Nous sommes le 31 mars 2020, deux semaines après l’instauration du confinement pour lutter contre l’épidémie de coronavirus. L’État a lancé son plan « Résilience » et mobilise l’armée dans le combat sanitaire : Robert Picqué s’apprête à prendre en charge dix patients Covid venus du Grand Est.
Début avril, les discours de défense de l’Hôpital public se multiplient. À contre-courant, le directeur de l’ARS Grand Est soutient qu’il n’est pas question de revoir la suppression de lits et de postes à l’hôpital de Nancy. Le ministre de la Santé réagit : « L’heure viendra de tirer les enseignements de cette crise sans précédent & de refonder notre Hôpital. Tous les plans de réorganisa° (sic) sont évidemment suspendus à la grande consulta° (sic) qui suivra. »

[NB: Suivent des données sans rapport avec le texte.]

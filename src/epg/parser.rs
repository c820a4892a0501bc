//! Streaming XMLTV parser
//!
//! Two-pass extraction over one quick-xml scan: `<channel>` elements with
//! all their display-name aliases, and `<programme>` elements with the
//! fields the store keeps. Malformed elements are skipped and counted,
//! never fatal; only an unreadable document errors.

use chrono::{FixedOffset, NaiveDateTime, TimeZone, Utc};
use quick_xml::events::{BytesStart, Event};
use quick_xml::Reader;
use std::collections::HashMap;

use crate::errors::EpgError;
use crate::models::{EpgChannelRecord, ProgrammeRow};

#[derive(Debug, Default)]
pub struct ParsedXmltv {
    pub channels: Vec<EpgChannelRecord>,
    pub programmes: Vec<ProgrammeRow>,
    /// Elements dropped at their boundary (missing ids, bad timestamps)
    pub skipped: usize,
}

pub fn parse_xmltv(content: &str, source_id: &str) -> Result<ParsedXmltv, EpgError> {
    let mut reader = Reader::from_str(content);
    reader.config_mut().trim_text(true);

    let mut out = ParsedXmltv::default();

    let mut current_channel: Option<EpgChannelRecord> = None;
    let mut current_programme: Option<ProgrammeBuilder> = None;
    let mut element_stack: Vec<String> = Vec::new();
    let mut text = String::new();

    loop {
        match reader.read_event() {
            Ok(Event::Start(ref e)) => {
                let name = element_name(e);
                match name.as_str() {
                    "channel" => {
                        let attrs = attributes(e);
                        current_channel = Some(EpgChannelRecord {
                            source_id: source_id.to_string(),
                            channel_id: attrs.get("id").cloned().unwrap_or_default(),
                            lcn: attrs.get("lcn").cloned().unwrap_or_default(),
                            ..Default::default()
                        });
                    }
                    "programme" => {
                        let attrs = attributes(e);
                        current_programme = Some(ProgrammeBuilder {
                            channel: attrs.get("channel").cloned().unwrap_or_default(),
                            start: attrs.get("start").cloned().unwrap_or_default(),
                            stop: attrs.get("stop").cloned().unwrap_or_default(),
                            ..Default::default()
                        });
                    }
                    _ => {}
                }
                element_stack.push(name);
                text.clear();
            }
            Ok(Event::End(ref e)) => {
                let name = String::from_utf8_lossy(e.name().as_ref()).to_string();
                let value = text.trim().to_string();

                match name.as_str() {
                    "channel" => {
                        if let Some(finished) = current_channel.take() {
                            if finished.channel_id.is_empty() {
                                out.skipped += 1;
                            } else {
                                out.channels.push(finished);
                            }
                        }
                    }
                    "programme" => {
                        if let Some(finished) = current_programme.take() {
                            match finished.build() {
                                Some(row) => out.programmes.push(row),
                                None => out.skipped += 1,
                            }
                        }
                    }
                    _ => {
                        if let Some(channel) = current_channel.as_mut() {
                            match name.as_str() {
                                "display-name" if !value.is_empty() => {
                                    if channel.display_name.is_empty() {
                                        channel.display_name = value.clone();
                                    }
                                    if !channel.names.contains(&value) {
                                        channel.names.push(value.clone());
                                    }
                                }
                                "lcn" if !value.is_empty() => channel.lcn = value.clone(),
                                _ => {}
                            }
                        }
                        if let Some(programme) = current_programme.as_mut() {
                            match name.as_str() {
                                "title" if programme.title.is_empty() => {
                                    programme.title = value.clone()
                                }
                                "desc" if programme.description.is_empty() => {
                                    programme.description = value.clone()
                                }
                                "sub-title" if programme.sub_title.is_empty() => {
                                    programme.sub_title = value.clone()
                                }
                                "category" if !value.is_empty() => {
                                    programme.categories.push(value.clone())
                                }
                                "episode-num" if programme.episode_num.is_empty() => {
                                    programme.episode_num = value.clone()
                                }
                                "value" if element_stack.iter().any(|e| e == "rating") => {
                                    if programme.rating.is_empty() {
                                        programme.rating = value.clone();
                                    }
                                }
                                _ => {}
                            }
                        }
                    }
                }

                element_stack.pop();
                text.clear();
            }
            Ok(Event::Empty(ref e)) => {
                let name = element_name(e);
                if name == "icon" {
                    let attrs = attributes(e);
                    if let Some(src) = attrs.get("src") {
                        if let Some(channel) = current_channel.as_mut() {
                            if channel.icon.is_empty() {
                                channel.icon = src.clone();
                            }
                        }
                        if let Some(programme) = current_programme.as_mut() {
                            if programme.icon.is_empty() {
                                programme.icon = src.clone();
                            }
                        }
                    }
                }
            }
            Ok(Event::Text(e)) => {
                if let Ok(fragment) = e.unescape() {
                    text.push_str(&fragment);
                }
            }
            Ok(Event::CData(e)) => {
                if let Ok(fragment) = std::str::from_utf8(&e) {
                    text.push_str(fragment);
                }
            }
            Ok(Event::Eof) => break,
            Err(e) => {
                return Err(EpgError::Parse(format!(
                    "XML error at byte {}: {e}",
                    reader.buffer_position()
                )))
            }
            _ => {}
        }
    }

    Ok(out)
}

#[derive(Debug, Default)]
struct ProgrammeBuilder {
    channel: String,
    start: String,
    stop: String,
    title: String,
    description: String,
    sub_title: String,
    categories: Vec<String>,
    episode_num: String,
    rating: String,
    icon: String,
}

impl ProgrammeBuilder {
    fn build(self) -> Option<ProgrammeRow> {
        if self.channel.is_empty() {
            return None;
        }
        let (start_ts, start) = parse_xmltv_time(&self.start)?;
        let (stop_ts, stop) = parse_xmltv_time(&self.stop)?;
        Some(ProgrammeRow {
            channel_id: self.channel,
            start,
            stop,
            start_ts,
            stop_ts,
            title: self.title,
            description: self.description,
            sub_title: self.sub_title,
            categories: self.categories.join(","),
            episode_num: self.episode_num,
            rating: self.rating,
            icon: self.icon,
            extra_json: String::new(),
        })
    }
}

fn element_name(e: &BytesStart) -> String {
    String::from_utf8_lossy(e.name().as_ref()).to_string()
}

fn attributes(e: &BytesStart) -> HashMap<String, String> {
    let mut attrs = HashMap::new();
    for attr in e.attributes().flatten() {
        if let (Ok(key), Ok(value)) = (
            std::str::from_utf8(attr.key.as_ref()),
            attr.unescape_value(),
        ) {
            attrs.insert(key.to_string(), value.to_string());
        }
    }
    attrs
}

/// Parse `YYYYMMDDHHMMSS [±HHMM]` into a UTC epoch plus the normalized
/// UTC string the emitter writes back out.
pub fn parse_xmltv_time(value: &str) -> Option<(i64, String)> {
    let mut parts = value.split_whitespace();
    let stamp = parts.next()?;
    if stamp.len() < 14 {
        return None;
    }
    let naive = NaiveDateTime::parse_from_str(&stamp[..14], "%Y%m%d%H%M%S").ok()?;

    let utc = match parts.next() {
        Some(zone) if zone.len() >= 5 => {
            let sign = match zone.as_bytes()[0] {
                b'+' => 1,
                b'-' => -1,
                _ => return None,
            };
            let hours: i32 = zone.get(1..3)?.parse().ok()?;
            let minutes: i32 = zone.get(3..5)?.parse().ok()?;
            let offset = FixedOffset::east_opt(sign * (hours * 3600 + minutes * 60))?;
            offset
                .from_local_datetime(&naive)
                .single()?
                .with_timezone(&Utc)
        }
        _ => Utc.from_utc_datetime(&naive),
    };

    let epoch = utc.timestamp();
    Some((epoch, format!("{} +0000", utc.format("%Y%m%d%H%M%S"))))
}

/// Epoch → XMLTV timestamp string, UTC.
pub fn format_xmltv_time(epoch: i64) -> String {
    match chrono::DateTime::<Utc>::from_timestamp(epoch, 0) {
        Some(dt) => format!("{} +0000", dt.format("%Y%m%d%H%M%S")),
        None => String::new(),
    }
}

De son côté, le partenariat Bahia s’affirme opérationnel : 117 patients Covid ont déjà été pris en charge par les deux établissements, et 34 lits ont été ouverts sur les deux sites. Le député Loïc Prud’homme nie la version du communiqué : « J’ai eu des retours comme quoi ce ne serait pas si bien passé : le général a été obligé de reprendre possession de surface sur Robert Picqué pour y accueillir lui-même des malades atteints du Covid dans de bonnes conditions. »
L’hôpital Robert Picqué fermera-t-il, malgré son rôle en pandémie ? Début mai, nous n’avons pas la réponse. Le ministère des armées nous affirme que « compte tenu du fait que le SSA est toujours pleinement mobilisé dans la crise Covid, il semble prématuré de répondre ». Mariannick, quant à elle, continue de profiter du parc de Bagatelle pour son heure de sortie quotidienne. « Ça m’a permis de voir que les grues fonctionnent à nouveau depuis une semaine », se désole la riveraine.